Dr Nagaraja Rao, a urologist at Rao’s Uro Care, Bengaluru, says that other elderly persons who are at risk include those with:
- Catheters (i.e. insertion of urinary tube. These tubes are more prone to contamination if there are pus cells in the urine)
- Uncontrolled diabetes
- Institutionalised elderly
Older women are more vulnerable
Dr Manjaly explains that the female genital tract contains neutralising components (a lubricant layer that prevents the microorganisms from secreting chemicals). “In older women, this compensatory mechanism functions moderately,” he says “Hence, they are more prone to secreting more chemicals. The collected urine passes through this contaminated tract and extracts the bacteria consequently.”
Dr Rao further explains that “the proximity of the vaginal and the urethral orifices causes asymptomatic bacteriuria in women. Also, a shorter urethra increases the chances of bacteria entering the urinary system during an infection.”
Treating asymptomatic bacteriuria
Dr Pai says that asymptomatic bacteriuria requires no treatment in low-risk or no-risk category individuals. One of the major concerns in this condition is the over-prescription of antibiotics even for those in the low-risk category. “However, the high-risk individuals including those who are hospitalised, pregnant and those with spinal injury require treatment for asymptomatic bacteriuria,” he says.

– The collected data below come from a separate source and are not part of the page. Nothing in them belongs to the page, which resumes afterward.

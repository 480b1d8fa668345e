mod noise;
mod signal;

pub use noise::{BaselineWanderConfig, MainsConfig, NoiseConfig, apply_noise};
pub use signal::{
    EcgSignalConfig, LeadOffWindow, RAIL_VALUE, ScheduledBeat, apply_lead_off, generate_ecg,
    generate_sinusoid, quantize,
};

/// Synthetic ECG with interference, as integer ADC samples
pub fn generate_noisy_ecg(
    signal: &EcgSignalConfig,
    noise: &NoiseConfig,
    duration_secs: f64,
) -> Vec<i32> {
    let mut samples = generate_ecg(signal, duration_secs);
    apply_noise(&mut samples, signal.sample_rate, noise);
    let mut samples = quantize(&samples);
    apply_lead_off(&mut samples, signal);
    samples
}
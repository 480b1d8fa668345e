use std::f64::consts::PI;

/// One Gaussian component of a heartbeat, relative to the R peak
#[derive(Debug, Clone, Copy)]
struct Wave {
    offset_secs: f64,
    width_secs: f64,
    amplitude: f64,
}

const fn wave(offset_secs: f64, width_secs: f64, amplitude: f64) -> Wave {
    Wave {
        offset_secs,
        width_secs,
        amplitude,
    }
}

/// P, Q, R, S and T waves with R normalized to 1.0
const PQRST: [Wave; 5] = [
    wave(-0.20, 0.025, 0.12),
    wave(-0.03, 0.010, -0.10),
    wave(0.0, 0.012, 1.0),
    wave(0.03, 0.010, -0.20),
    wave(0.30, 0.040, 0.30),
];

/// Parameters for a synthetic single-lead ECG
#[derive(Debug, Clone, serde::Deserialize)]
#[serde(default)]
pub struct EcgSignalConfig {
    /// Sinus rate in beats per minute
    pub bpm: f64,
    /// Output sample rate in Hz
    pub sample_rate: f64,
    /// R-peak height in ADC counts
    pub gain: f64,
    /// Baseline offset in ADC counts
    pub offset: f64,
    /// Time of the first R peak in seconds
    pub first_beat_secs: f64,
    /// Insert a premature beat after every Nth sinus beat
    pub premature_every: Option<usize>,
    /// Premature beat timing as a fraction of the sinus interval
    pub premature_coupling: f64,
    /// Premature beat height relative to a sinus beat
    pub premature_amplitude: f64,
    /// Interval during which an electrode is disconnected
    pub lead_off: Option<LeadOffWindow>,
}

/// Electrode disconnect in a synthetic recording
#[derive(Debug, Clone, Copy, PartialEq, serde::Deserialize)]
pub struct LeadOffWindow {
    pub start_secs: f64,
    pub duration_secs: f64,
}

/// Positive full scale of the 18-bit front end, where a floating input settles
pub const RAIL_VALUE: i32 = (1 << 17) - 1;

impl Default for EcgSignalConfig {
    fn default() -> Self {
        Self {
            bpm: 75.0,
            sample_rate: 128.0,
            gain: 2000.0,
            offset: 0.0,
            first_beat_secs: 0.5,
            premature_every: None,
            premature_coupling: 0.45,
            premature_amplitude: 1.0,
            lead_off: None,
        }
    }
}

/// A beat in the synthetic rhythm
#[derive(Debug, Clone, Copy, PartialEq)]
pub struct ScheduledBeat {
    pub time_secs: f64,
    pub scale: f64,
    pub premature: bool,
}

impl EcgSignalConfig {
    pub fn with_bpm(mut self, bpm: f64) -> Self {
        self.bpm = bpm;
        self
    }

    pub fn with_sample_rate(mut self, sample_rate: f64) -> Self {
        self.sample_rate = sample_rate;
        self
    }

    pub fn with_premature_beats(mut self, every: usize, coupling: f64) -> Self {
        self.premature_every = Some(every);
        self.premature_coupling = coupling;
        self
    }

    pub fn with_lead_off(mut self, start_secs: f64, duration_secs: f64) -> Self {
        self.lead_off = Some(LeadOffWindow {
            start_secs,
            duration_secs,
        });
        self
    }

    pub fn rr_interval_secs(&self) -> f64 {
        60.0 / self.bpm
    }

    /// R-peak times for `duration_secs` of signal
    pub fn beat_schedule(&self, duration_secs: f64) -> Vec<ScheduledBeat> {
        let rr = self.rr_interval_secs();
        let mut beats = Vec::new();
        let mut index = 0;
        loop {
            let time_secs = self.first_beat_secs + index as f64 * rr;
            if time_secs >= duration_secs {
                break;
            }
            beats.push(ScheduledBeat {
                time_secs,
                scale: 1.0,
                premature: false,
            });

            if let Some(every) = self.premature_every
                && every > 0
                && (index + 1) % every == 0
            {
                let early = time_secs + self.premature_coupling * rr;
                if early < duration_secs {
                    beats.push(ScheduledBeat {
                        time_secs: early,
                        scale: self.premature_amplitude,
                        premature: true,
                    });
                }
            }
            index += 1;
        }
        beats
    }
}

/// Generate a synthetic ECG in ADC counts
pub fn generate_ecg(config: &EcgSignalConfig, duration_secs: f64) -> Vec<f64> {
    let num_samples = (duration_secs * config.sample_rate) as usize;
    let mut samples = vec![config.offset; num_samples];

    for beat in config.beat_schedule(duration_secs) {
        for wave in PQRST {
            let center = beat.time_secs + wave.offset_secs;
            let amplitude = wave.amplitude * beat.scale * config.gain;
            let reach = 5.0 * wave.width_secs;
            let start = ((center - reach) * config.sample_rate).floor().max(0.0) as usize;
            let end = (((center + reach) * config.sample_rate).ceil() as usize).min(num_samples);

            for (i, sample) in samples.iter_mut().enumerate().take(end).skip(start) {
                let t = i as f64 / config.sample_rate;
                let z = (t - center) / wave.width_secs;
                *sample += amplitude * (-0.5 * z * z).exp();
            }
        }
    }

    samples
}

/// Pure sinusoid; with `-cos` phase the first trough is at t = 0
pub fn generate_sinusoid(
    frequency_hz: f64,
    sample_rate: f64,
    duration_secs: f64,
    amplitude: f64,
) -> Vec<f64> {
    let num_samples = (duration_secs * sample_rate) as usize;
    (0..num_samples)
        .map(|i| {
            let t = i as f64 / sample_rate;
            -amplitude * (2.0 * PI * frequency_hz * t).cos()
        })
        .collect()
}

/// Round to integer ADC counts
pub fn quantize(samples: &[f64]) -> Vec<i32> {
    samples.iter().map(|&s| s.round() as i32).collect()
}

/// Pin samples inside the lead-off window to the rail
pub fn apply_lead_off(samples: &mut [i32], config: &EcgSignalConfig) {
    let Some(window) = config.lead_off else {
        return;
    };
    let start = (window.start_secs * config.sample_rate).round().max(0.0) as usize;
    let len = (window.duration_secs * config.sample_rate).round().max(0.0) as usize;
    let end = start.saturating_add(len).min(samples.len());
    if start < end {
        samples[start..end].fill(RAIL_VALUE);
    }
}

Elderly persons who are due for surgery (such as urinary tract surgery and joint replacement surgery) are also in the high-risk category, Dr Rao says.
In addition, older adults who are at a higher risk of developing recurrent UTI (2-3 episodes in a month) should also be treated for asymptomatic bacteriuria, says Dr Manjaly.
Prevention with personal hygiene
Maintaining personal hygiene along with cleaning and urethra and patting it dry after urination can help prevent asymptomatic bacteriuria, says Dr Manjaly. He also recommends that the elderly or caregivers closely assess the chances of fungal infection, especially in women.
It is a myth that asymptomatic bacteriuria can be washed out only with fluid intake. Dr Manjaly advises against drinking water to prevent asymptomatic bacteriuria in the elderly.
He warns, “Drinking plenty of water does not prevent or cure the bacterial colonisation area. As stated earlier, if the asymptomatic bacteriuria has led to kidney failure, drinking excess water can further pressurize the kidney and increase the problem.”